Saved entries
------------------------------
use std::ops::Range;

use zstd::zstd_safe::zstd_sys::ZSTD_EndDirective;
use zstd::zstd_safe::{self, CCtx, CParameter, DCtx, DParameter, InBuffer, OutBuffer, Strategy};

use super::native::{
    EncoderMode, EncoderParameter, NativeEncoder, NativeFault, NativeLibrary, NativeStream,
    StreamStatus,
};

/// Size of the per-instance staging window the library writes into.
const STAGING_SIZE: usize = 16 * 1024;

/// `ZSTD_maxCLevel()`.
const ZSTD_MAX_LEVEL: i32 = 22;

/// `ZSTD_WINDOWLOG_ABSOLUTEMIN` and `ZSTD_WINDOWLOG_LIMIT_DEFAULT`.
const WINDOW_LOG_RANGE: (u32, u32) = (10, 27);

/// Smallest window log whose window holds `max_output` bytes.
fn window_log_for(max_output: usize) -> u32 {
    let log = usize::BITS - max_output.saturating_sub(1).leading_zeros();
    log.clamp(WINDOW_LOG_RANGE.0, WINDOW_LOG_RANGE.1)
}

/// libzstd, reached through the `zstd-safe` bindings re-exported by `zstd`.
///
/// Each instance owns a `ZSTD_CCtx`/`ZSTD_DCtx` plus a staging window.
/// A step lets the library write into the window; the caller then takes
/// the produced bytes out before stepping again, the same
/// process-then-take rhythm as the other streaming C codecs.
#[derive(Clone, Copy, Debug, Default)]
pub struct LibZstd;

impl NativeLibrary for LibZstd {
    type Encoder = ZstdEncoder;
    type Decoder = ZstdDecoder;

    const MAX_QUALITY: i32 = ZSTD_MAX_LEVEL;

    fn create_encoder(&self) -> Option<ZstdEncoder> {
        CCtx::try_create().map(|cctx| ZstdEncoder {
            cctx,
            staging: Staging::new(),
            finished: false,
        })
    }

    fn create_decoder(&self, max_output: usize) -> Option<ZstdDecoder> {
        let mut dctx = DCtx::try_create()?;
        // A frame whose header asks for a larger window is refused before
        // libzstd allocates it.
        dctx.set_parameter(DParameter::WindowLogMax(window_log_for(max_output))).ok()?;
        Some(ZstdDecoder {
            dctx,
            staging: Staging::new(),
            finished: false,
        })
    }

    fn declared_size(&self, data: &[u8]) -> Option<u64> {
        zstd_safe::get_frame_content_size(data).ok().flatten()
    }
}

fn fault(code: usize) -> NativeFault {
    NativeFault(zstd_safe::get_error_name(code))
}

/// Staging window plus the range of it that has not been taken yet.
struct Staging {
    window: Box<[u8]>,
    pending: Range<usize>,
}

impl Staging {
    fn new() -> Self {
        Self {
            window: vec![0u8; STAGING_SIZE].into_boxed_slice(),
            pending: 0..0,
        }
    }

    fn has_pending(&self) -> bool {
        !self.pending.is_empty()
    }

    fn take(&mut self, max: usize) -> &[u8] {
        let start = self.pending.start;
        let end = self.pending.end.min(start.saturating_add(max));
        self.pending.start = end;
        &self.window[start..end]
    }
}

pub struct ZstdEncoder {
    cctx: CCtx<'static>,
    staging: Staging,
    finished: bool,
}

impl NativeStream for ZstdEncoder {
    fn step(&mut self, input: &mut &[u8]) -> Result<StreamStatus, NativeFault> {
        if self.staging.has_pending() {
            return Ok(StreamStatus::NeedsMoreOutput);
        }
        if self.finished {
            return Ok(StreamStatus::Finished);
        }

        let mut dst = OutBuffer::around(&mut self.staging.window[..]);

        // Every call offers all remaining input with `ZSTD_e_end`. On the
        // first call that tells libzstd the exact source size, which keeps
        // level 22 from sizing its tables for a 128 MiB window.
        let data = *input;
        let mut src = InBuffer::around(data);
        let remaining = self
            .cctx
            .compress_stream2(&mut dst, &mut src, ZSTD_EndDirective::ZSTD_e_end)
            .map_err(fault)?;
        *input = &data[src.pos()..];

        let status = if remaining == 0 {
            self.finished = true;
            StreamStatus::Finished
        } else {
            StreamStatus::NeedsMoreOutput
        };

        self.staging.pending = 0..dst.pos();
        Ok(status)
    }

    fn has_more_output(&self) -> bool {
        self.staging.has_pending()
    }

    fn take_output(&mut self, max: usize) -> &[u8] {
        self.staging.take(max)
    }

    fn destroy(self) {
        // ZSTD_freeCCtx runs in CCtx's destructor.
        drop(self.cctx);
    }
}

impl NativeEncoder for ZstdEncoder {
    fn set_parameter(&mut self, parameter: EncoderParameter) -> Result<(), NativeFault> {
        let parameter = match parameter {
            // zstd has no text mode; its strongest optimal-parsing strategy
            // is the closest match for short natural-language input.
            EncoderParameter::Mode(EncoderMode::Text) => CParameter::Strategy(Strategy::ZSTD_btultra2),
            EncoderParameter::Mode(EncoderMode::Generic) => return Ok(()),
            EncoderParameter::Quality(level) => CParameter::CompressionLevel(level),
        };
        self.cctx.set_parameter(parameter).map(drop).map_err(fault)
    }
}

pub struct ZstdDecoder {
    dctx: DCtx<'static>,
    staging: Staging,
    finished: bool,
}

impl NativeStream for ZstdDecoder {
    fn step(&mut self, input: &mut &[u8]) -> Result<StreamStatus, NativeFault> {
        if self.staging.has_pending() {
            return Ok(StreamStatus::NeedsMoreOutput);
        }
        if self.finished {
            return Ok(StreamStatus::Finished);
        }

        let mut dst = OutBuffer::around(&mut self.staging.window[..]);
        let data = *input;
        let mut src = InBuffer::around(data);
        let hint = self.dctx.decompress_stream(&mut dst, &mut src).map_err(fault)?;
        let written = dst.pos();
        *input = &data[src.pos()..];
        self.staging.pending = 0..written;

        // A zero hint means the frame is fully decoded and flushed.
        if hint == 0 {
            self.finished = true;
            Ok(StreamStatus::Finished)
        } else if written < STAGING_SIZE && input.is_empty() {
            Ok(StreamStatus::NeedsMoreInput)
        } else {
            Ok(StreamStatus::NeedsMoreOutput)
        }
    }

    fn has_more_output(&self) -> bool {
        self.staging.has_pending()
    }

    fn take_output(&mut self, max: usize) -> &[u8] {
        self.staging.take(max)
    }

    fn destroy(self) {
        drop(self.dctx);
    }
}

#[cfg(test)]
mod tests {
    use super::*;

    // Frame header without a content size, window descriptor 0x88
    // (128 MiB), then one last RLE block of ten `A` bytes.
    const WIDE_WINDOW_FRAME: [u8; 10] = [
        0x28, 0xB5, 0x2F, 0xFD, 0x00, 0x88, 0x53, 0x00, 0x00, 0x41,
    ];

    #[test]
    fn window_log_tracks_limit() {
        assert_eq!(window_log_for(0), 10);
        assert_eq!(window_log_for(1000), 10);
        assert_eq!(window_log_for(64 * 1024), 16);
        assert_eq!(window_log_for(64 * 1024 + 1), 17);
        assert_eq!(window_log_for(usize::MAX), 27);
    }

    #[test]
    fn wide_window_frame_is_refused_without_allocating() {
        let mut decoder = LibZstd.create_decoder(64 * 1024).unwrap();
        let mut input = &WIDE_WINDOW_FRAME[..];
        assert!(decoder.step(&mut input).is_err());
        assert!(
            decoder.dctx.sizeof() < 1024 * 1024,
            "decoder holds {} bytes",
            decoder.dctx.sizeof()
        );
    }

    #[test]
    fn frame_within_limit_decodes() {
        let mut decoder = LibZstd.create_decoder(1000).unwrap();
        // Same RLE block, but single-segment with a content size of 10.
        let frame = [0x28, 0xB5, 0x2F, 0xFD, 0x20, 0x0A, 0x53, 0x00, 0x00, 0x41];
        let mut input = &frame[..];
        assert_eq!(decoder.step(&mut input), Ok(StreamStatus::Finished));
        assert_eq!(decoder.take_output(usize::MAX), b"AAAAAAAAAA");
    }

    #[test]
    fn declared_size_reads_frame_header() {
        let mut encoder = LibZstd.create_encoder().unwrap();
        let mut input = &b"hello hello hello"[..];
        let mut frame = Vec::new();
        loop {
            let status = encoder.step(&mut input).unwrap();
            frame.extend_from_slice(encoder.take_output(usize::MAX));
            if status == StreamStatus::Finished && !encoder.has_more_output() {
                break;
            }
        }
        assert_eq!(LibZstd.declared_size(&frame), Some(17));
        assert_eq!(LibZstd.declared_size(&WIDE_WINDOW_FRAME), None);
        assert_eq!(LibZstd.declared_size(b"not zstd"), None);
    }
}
------------------------------
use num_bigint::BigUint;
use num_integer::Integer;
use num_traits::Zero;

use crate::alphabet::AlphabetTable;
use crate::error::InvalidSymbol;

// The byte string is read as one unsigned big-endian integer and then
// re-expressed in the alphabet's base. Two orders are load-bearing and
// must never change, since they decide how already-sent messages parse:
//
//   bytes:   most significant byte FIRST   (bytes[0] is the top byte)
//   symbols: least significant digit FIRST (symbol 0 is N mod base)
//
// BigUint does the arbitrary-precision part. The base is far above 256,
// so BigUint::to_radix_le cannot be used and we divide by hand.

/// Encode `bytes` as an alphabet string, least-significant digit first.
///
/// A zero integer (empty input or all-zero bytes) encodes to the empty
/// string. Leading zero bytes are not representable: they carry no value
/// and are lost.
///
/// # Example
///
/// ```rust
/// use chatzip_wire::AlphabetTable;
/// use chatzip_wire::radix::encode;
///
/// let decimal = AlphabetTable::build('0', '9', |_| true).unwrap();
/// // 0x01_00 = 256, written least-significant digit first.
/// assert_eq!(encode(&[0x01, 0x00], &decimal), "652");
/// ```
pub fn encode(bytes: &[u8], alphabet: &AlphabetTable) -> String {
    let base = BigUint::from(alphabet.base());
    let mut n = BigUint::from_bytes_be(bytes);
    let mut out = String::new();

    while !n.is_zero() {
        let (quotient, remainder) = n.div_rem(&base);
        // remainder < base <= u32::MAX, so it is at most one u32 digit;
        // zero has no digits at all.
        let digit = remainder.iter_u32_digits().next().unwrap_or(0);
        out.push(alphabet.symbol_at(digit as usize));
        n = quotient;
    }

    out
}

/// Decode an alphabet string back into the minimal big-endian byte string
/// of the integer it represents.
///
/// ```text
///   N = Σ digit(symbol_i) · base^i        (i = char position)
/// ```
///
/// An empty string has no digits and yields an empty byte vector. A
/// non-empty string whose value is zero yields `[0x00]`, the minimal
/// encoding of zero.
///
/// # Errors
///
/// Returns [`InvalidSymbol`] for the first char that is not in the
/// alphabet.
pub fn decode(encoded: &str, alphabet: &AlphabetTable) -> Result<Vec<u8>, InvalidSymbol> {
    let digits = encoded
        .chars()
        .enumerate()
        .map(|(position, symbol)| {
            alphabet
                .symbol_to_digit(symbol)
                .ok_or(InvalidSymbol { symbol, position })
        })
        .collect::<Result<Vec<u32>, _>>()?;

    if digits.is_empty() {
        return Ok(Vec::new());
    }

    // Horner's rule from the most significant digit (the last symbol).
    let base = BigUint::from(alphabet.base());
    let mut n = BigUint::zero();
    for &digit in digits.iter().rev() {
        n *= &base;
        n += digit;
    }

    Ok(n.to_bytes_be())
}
------------------------------
Problem to solve ::
Please find the lines in the data that contain the word "then" and copy them.

Solved problem ::
/// A step lets the library write into the window; the caller then takes
/// process-then-take rhythm as the other streaming C codecs.
    // (128 MiB), then one last RLE block of ten `A` bytes.
// The byte string is read as one unsigned big-endian integer and then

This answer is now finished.